By analyzing data from DNA microarrays, a UNC-led team has completed a study that confirms the presence of four molecular classes of the disease and extends previous results by suggesting that there may be an underlying connection between the molecular classes and observed genomic events, some of which affect known cancer genes. The clinical relevance of the classes and certain genomic events was demonstrated, thus paving the way for further studies and possible targeted therapies.
The study was published in the Feb. 22, 2013 issue of the journal PLOS ONE
Neil Hayes, MD, MPH, associate professor of medicine and senior author, says, "Cancer is a disease caused by alteration in the DNA and RNA molecules of tumors. A cancer results when broken molecules initiate a cascade of abnormal signals that ultimately results in abnormal growth and spread of tissues that should be under tight control within the body."
"However, most common tumors, including head and neck cancer, have relatively little information in the public record as to how these signals coordinate to create different patterns of abnormalities. This study is among the largest ever published to document reproducible molecular tumor subtypes. Subtypes, such as those we describe, represent attractive models to understand and attack cancers for treatment and prognosis."

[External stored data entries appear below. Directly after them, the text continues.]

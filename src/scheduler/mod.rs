//! Timetable search and quality evaluation.
//!
//! # Algorithm
//!
//! `BacktrackingScheduler` places every lesson occurrence with an
//! iterative depth-first search. Occurrences are visited most constrained
//! first, candidates are ordered by the soft-rule ranker, and dead ends are
//! undone through the availability index. The search is complete: given
//! enough budget it either finds a timetable or proves none exists.
//!
//! Counting checks run before the search so that obviously impossible
//! inputs (no capable faculty, no lab room, an overloaded sole lecturer)
//! fail immediately instead of exhausting the budget.
//!
//! # KPI
//!
//! `TimetableKpi` reports fill rate, faculty load, room utilization and
//! idle gaps of a finished timetable.
//!
//! # References
//!
//! - Schaerf (1999), "A Survey of Automated Timetabling"
//! - Russell & Norvig (2020), "Artificial Intelligence: A Modern Approach", Ch. 6

mod backtrack;
mod budget;
mod feasibility;
mod kpi;
mod worklist;

pub use backtrack::BacktrackingScheduler;
pub use budget::{BudgetLimit, CancellationToken, SearchBudget};
pub use kpi::{KpiWarning, TimetableKpi};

Dr. Hayes is a member of UNC Lineberger Comprehensive Cancer Center and national co-chair of the Data Analysis Sub-Group for The Cancer Genome Atlas, a program of the National Institutes of Health.

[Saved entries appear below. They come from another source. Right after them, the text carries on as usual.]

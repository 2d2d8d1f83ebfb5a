//! Soft-constraint ranking of candidate placements.
//!
//! Once the constraint engine has filtered a requirement's candidates down
//! to the legal ones, the ranker orders them so the search tries the most
//! desirable placement first. Each soft constraint is a [`SoftRule`]; the
//! [`RankEngine`] combines rule scores as a weighted sum.
//!
//! # Usage
//!
//! ```
//! use u_timetable::ranking::{rules, RankEngine};
//!
//! let engine = RankEngine::new()
//!     .with_rule(rules::FacultyPreference, 10.0)
//!     .with_rule(rules::LoadBalance, 1.0);
//! assert_eq!(engine.rule_count(), 2);
//! ```

mod context;
mod engine;
pub mod rules;

pub use context::RankContext;
pub use engine::{RankEngine, RankWeights};

use crate::availability::Placement;
use std::fmt::Debug;

/// Score returned by a soft rule.
///
/// **Higher score = more desirable.** Built-in rules return values in
/// `0.0..=1.0` so weights are comparable.
pub type RuleScore = f64;

/// A soft constraint that rates a legal candidate placement.
pub trait SoftRule: Send + Sync + Debug {
    /// Rule name (e.g. `"PREF"`).
    fn name(&self) -> &'static str;

    /// Rates a candidate in the current search state.
    fn evaluate(&self, candidate: &Placement, context: &RankContext<'_>) -> RuleScore;

    /// Rule description.
    fn description(&self) -> &'static str {
        self.name()
    }
}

The team, composed of investigators from UNC and five other institutions, analyzed a set of nearly 140 HNSCC samples. By searching for recurrent patterns known as gene expression signatures, they were able to detect four gene expression subtypes. The subtypes are termed basal, mesenchymal, atypical, and classical based on similarities to established gene expression subtypes in other tumor types and expression patterns of specific genes.
In spite of being the seventh most common form of cancer in the United States, HNSCC is relatively under-studied in comparison to other tumor types, e.g. breast and lung. By leveraging the similarities found in the gene expression subtypes, the results of this study provide a connection to a range of well-established findings and additional insight into the disease.